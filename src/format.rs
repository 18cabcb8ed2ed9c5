use chrono::Month;

/// "12.3M", "4.5K" or the plain value, as the dashboard tooltips show counts.
pub fn format_compact(value: f64) -> String {
    if value > 1_000_000.0 {
        format!("{:.1}M", value / 1_000_000.0)
    } else if value > 1_000.0 {
        format!("{:.1}K", value / 1_000.0)
    } else if value.fract() == 0.0 {
        format!("{value:.0}")
    } else {
        format!("{value}")
    }
}

/// Fraction as a percentage with one decimal: 0.279 -> "27.9%".
pub fn format_percent(fraction: f64) -> String {
    format!("{:.1}%", fraction * 100.0)
}

pub fn format_fixed(value: f64, decimals: usize) -> String {
    format!("{value:.decimals$}")
}

/// Short month labels, January first.
pub fn month_labels() -> Vec<String> {
    (1..=12u8)
        .filter_map(|number| Month::try_from(number).ok())
        .map(|month| month.name()[..3].to_string())
        .collect()
}
use crate::errors::DashboardError;
use crate::format::month_labels;
use crate::models::{LabeledSeries, MarketData, YearlyDataset};
use crate::scenario::{Scenario, select_series};
use serde::Serialize;

#[derive(Debug, Clone, PartialEq, Serialize)]
pub struct ChartSpec {
    pub id: &'static str,
    pub title: String,
    pub y_axis: &'static str,
    pub labels: Vec<String>,
    pub datasets: Vec<LabeledSeries>,
}

impl ChartSpec {
    fn new(id: &'static str, title: String, y_axis: &'static str, datasets: Vec<LabeledSeries>) -> Self {
        Self {
            id,
            title,
            y_axis,
            labels: month_labels(),
            datasets,
        }
    }
}

/// The dashboard's charts and the scenario currently shown on the queries chart.
#[derive(Debug, Clone, PartialEq, Serialize)]
pub struct ChartBoard {
    pub market: String,
    pub active_scenario: String,
    pub queries: ChartSpec,
    pub impressions: ChartSpec,
    pub flights: ChartSpec,
    pub hotels: ChartSpec,
}

impl ChartBoard {
    pub const INITIAL_SCENARIO: &'static str = "moderate";

    pub fn new(data: &MarketData) -> Result<Self, DashboardError> {
        let scenario = Scenario::Forecast(Self::INITIAL_SCENARIO.to_string());
        let market = &data.market;

        Ok(Self {
            market: market.clone(),
            active_scenario: scenario.to_string(),
            queries: ChartSpec::new(
                "queries-chart",
                format!("{market} Travel Queries Forecast"),
                "Travel Queries Index",
                select_series(&scenario, &data.travel_queries)?.into(),
            ),
            impressions: ChartSpec::new(
                "impressions-chart",
                format!("{market} Media Impressions"),
                "Impressions",
                impressions_datasets(&data.impressions)?,
            ),
            flights: ChartSpec::new(
                "flights-chart",
                year_span_title("Flight Searches", &data.flight_searches),
                "Flight Searches",
                select_series(&Scenario::Actual, &data.flight_searches)?.into(),
            ),
            hotels: ChartSpec::new(
                "hotel-chart",
                year_span_title("Hotel Guests", &data.hotel_guests),
                "Hotel Guests",
                select_series(&Scenario::Actual, &data.hotel_guests)?.into(),
            ),
        })
    }

    /// Swaps the queries chart over to `scenario`. The board is left untouched
    /// when the selection fails.
    pub fn on_scenario_selected(
        &mut self,
        data: &MarketData,
        scenario: &Scenario,
    ) -> Result<&ChartSpec, DashboardError> {
        let pair = select_series(scenario, &data.travel_queries)?;
        self.queries.datasets = pair.into();
        self.active_scenario = scenario.to_string();
        Ok(&self.queries)
    }
}

/// Latest historical impressions against the year after it, labeled as planned.
fn impressions_datasets(dataset: &YearlyDataset) -> Result<Vec<LabeledSeries>, DashboardError> {
    let years = dataset.historical_years();
    let (planned, base) = match years.as_slice() {
        [.., base, planned] => (*planned, *base),
        _ => {
            return Err(DashboardError::IncompleteDataset(
                "impressions need a base and a planned year".into(),
            ));
        }
    };

    Ok(vec![
        LabeledSeries {
            label: base.to_string(),
            series: dataset.actual(base)?.clone(),
        },
        LabeledSeries {
            label: format!("{planned} (Planned)"),
            series: dataset.actual(planned)?.clone(),
        },
    ])
}

fn year_span_title(name: &str, dataset: &YearlyDataset) -> String {
    let years = dataset.historical_years();
    match (years.first(), years.last()) {
        (Some(first), Some(last)) if first != last => format!("{name} ({first}-{last})"),
        _ => name.to_string(),
    }
}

☆ ☆ ☆

_Goal of the exercise:_
Make a word-for-word copy of the records.

_Response to the task:_
filename src/format.rs
repository 18cabcb8ed2ed9c5
use chrono::Month;

/// "12.3M", "4.5K" or the plain value, as the dashboard tooltips show counts.
pub fn format_compact(value: f64) -> String {
    if value > 1_000_000.0 {
        format!("{:.1}M", value / 1_000_000.0)
    } else if value > 1_000.0 {
        format!("{:.1}K", value / 1_000.0)
    } else if value.fract() == 0.0 {
        format!("{value:.0}")
    } else {
        format!("{value}")
    }
}

/// Fraction as a percentage with one decimal: 0.279 -> "27.9%".
pub fn format_percent(fraction: f64) -> String {
    format!("{:.1}%", fraction * 100.0)
}

pub fn format_fixed(value: f64, decimals: usize) -> String {
    format!("{value:.decimals$}")
}

/// Short month labels, January first.
pub fn month_labels() -> Vec<String> {
    (1..=12u8)
        .filter_map(|number| Month::try_from(number).ok())
        .map(|month| month.name()[..3].to_string())
        .collect()
}
use crate::errors::DashboardError;
use crate::format::month_labels;
use crate::models::{LabeledSeries, MarketData, YearlyDataset};
use crate::scenario::{Scenario, select_series};
use serde::Serialize;

#[derive(Debug, Clone, PartialEq, Serialize)]
pub struct ChartSpec {
    pub id: &'static str,
    pub title: String,
    pub y_axis: &'static str,
    pub labels: Vec<String>,
    pub datasets: Vec<LabeledSeries>,
}

impl ChartSpec {
    fn new(id: &'static str, title: String, y_axis: &'static str, datasets: Vec<LabeledSeries>) -> Self {
        Self {
            id,
            title,
            y_axis,
            labels: month_labels(),
            datasets,
        }
    }
}

/// The dashboard's charts and the scenario currently shown on the queries chart.
#[derive(Debug, Clone, PartialEq, Serialize)]
pub struct ChartBoard {
    pub market: String,
    pub active_scenario: String,
    pub queries: ChartSpec,
    pub impressions: ChartSpec,
    pub flights: ChartSpec,
    pub hotels: ChartSpec,
}

impl ChartBoard {
    pub const INITIAL_SCENARIO: &'static str = "moderate";

    pub fn new(data: &MarketData) -> Result<Self, DashboardError> {
        let scenario = Scenario::Forecast(Self::INITIAL_SCENARIO.to_string());
        let market = &data.market;

        Ok(Self {
            market: market.clone(),
            active_scenario: scenario.to_string(),
            queries: ChartSpec::new(
                "queries-chart",
                format!("{market} Travel Queries Forecast"),
                "Travel Queries Index",
                select_series(&scenario, &data.travel_queries)?.into(),
            ),
            impressions: ChartSpec::new(
                "impressions-chart",
                format!("{market} Media Impressions"),
                "Impressions",
                impressions_datasets(&data.impressions)?,
            ),
            flights: ChartSpec::new(
                "flights-chart",
                year_span_title("Flight Searches", &data.flight_searches),
                "Flight Searches",
                select_series(&Scenario::Actual, &data.flight_searches)?.into(),
            ),
            hotels: ChartSpec::new(
                "hotel-chart",
                year_span_title("Hotel Guests", &data.hotel_guests),
                "Hotel Guests",
                select_series(&Scenario::Actual, &data.hotel_guests)?.into(),
            ),
        })
    }

    /// Swaps the queries chart over to `scenario`. The board is left untouched
    /// when the selection fails.
    pub fn on_scenario_selected(
        &mut self,
        data: &MarketData,
        scenario: &Scenario,
    ) -> Result<&ChartSpec, DashboardError> {
        let pair = select_series(scenario, &data.travel_queries)?;
        self.queries.datasets = pair.into();
        self.active_scenario = scenario.to_string();
        Ok(&self.queries)
    }
}

/// Latest historical impressions against the year after it, labeled as planned.
fn impressions_datasets(dataset: &YearlyDataset) -> Result<Vec<LabeledSeries>, DashboardError> {
    let years = dataset.historical_years();
    let (planned, base) = match years.as_slice() {
        [.., base, planned] => (*planned, *base),
        _ => {
            return Err(DashboardError::IncompleteDataset(
                "impressions need a base and a planned year".into(),
            ));
        }
    };

    Ok(vec![
        LabeledSeries {
            label: base.to_string(),
            series: dataset.actual(base)?.clone(),
        },
        LabeledSeries {
            label: format!("{planned} (Planned)"),
            series: dataset.actual(planned)?.clone(),
        },
    ])
}

fn year_span_title(name: &str, dataset: &YearlyDataset) -> String {
    let years = dataset.historical_years();
    match (years.first(), years.last()) {
        (Some(first), Some(last)) if first != last => format!("{name} ({first}-{last})"),
        _ => name.to_string(),
    }
}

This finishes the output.